STORED DATA:

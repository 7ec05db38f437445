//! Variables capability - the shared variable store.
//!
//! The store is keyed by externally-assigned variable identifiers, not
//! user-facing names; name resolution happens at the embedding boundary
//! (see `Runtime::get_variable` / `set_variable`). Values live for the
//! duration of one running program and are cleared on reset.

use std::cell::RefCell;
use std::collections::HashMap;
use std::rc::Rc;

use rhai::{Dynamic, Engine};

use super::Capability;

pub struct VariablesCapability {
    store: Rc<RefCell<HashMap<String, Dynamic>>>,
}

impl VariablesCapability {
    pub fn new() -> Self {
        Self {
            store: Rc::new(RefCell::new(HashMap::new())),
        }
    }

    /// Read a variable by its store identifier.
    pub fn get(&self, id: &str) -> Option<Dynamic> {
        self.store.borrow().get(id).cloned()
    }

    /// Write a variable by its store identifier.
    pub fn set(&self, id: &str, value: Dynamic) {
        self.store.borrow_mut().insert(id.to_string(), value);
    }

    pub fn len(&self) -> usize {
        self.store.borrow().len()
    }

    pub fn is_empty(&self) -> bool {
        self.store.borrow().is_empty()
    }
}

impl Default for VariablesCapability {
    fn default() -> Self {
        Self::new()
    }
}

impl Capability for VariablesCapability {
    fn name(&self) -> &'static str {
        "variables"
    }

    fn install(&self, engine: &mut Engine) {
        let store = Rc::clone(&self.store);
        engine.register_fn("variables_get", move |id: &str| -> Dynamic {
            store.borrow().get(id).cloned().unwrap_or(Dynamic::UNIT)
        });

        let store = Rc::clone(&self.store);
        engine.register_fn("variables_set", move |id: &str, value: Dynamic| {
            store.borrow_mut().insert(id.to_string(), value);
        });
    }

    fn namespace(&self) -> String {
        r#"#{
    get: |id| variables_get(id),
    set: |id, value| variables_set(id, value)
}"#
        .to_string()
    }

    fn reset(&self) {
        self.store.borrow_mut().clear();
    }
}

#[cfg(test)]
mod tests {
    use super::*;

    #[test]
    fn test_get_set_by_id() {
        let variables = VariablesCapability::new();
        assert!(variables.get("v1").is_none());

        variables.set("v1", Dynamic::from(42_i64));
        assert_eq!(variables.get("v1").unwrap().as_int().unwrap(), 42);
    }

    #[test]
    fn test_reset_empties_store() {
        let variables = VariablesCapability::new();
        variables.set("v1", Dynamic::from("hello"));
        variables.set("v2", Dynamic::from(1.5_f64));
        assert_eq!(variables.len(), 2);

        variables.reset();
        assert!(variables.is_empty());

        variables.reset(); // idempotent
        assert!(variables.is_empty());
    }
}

ACTIVITY: In the listing above, find every line with the word "move" and copy it.

EXERCISE RESULT:
        engine.register_fn("variables_get", move |id: &str| -> Dynamic {
        engine.register_fn("variables_set", move |id: &str, value: Dynamic| {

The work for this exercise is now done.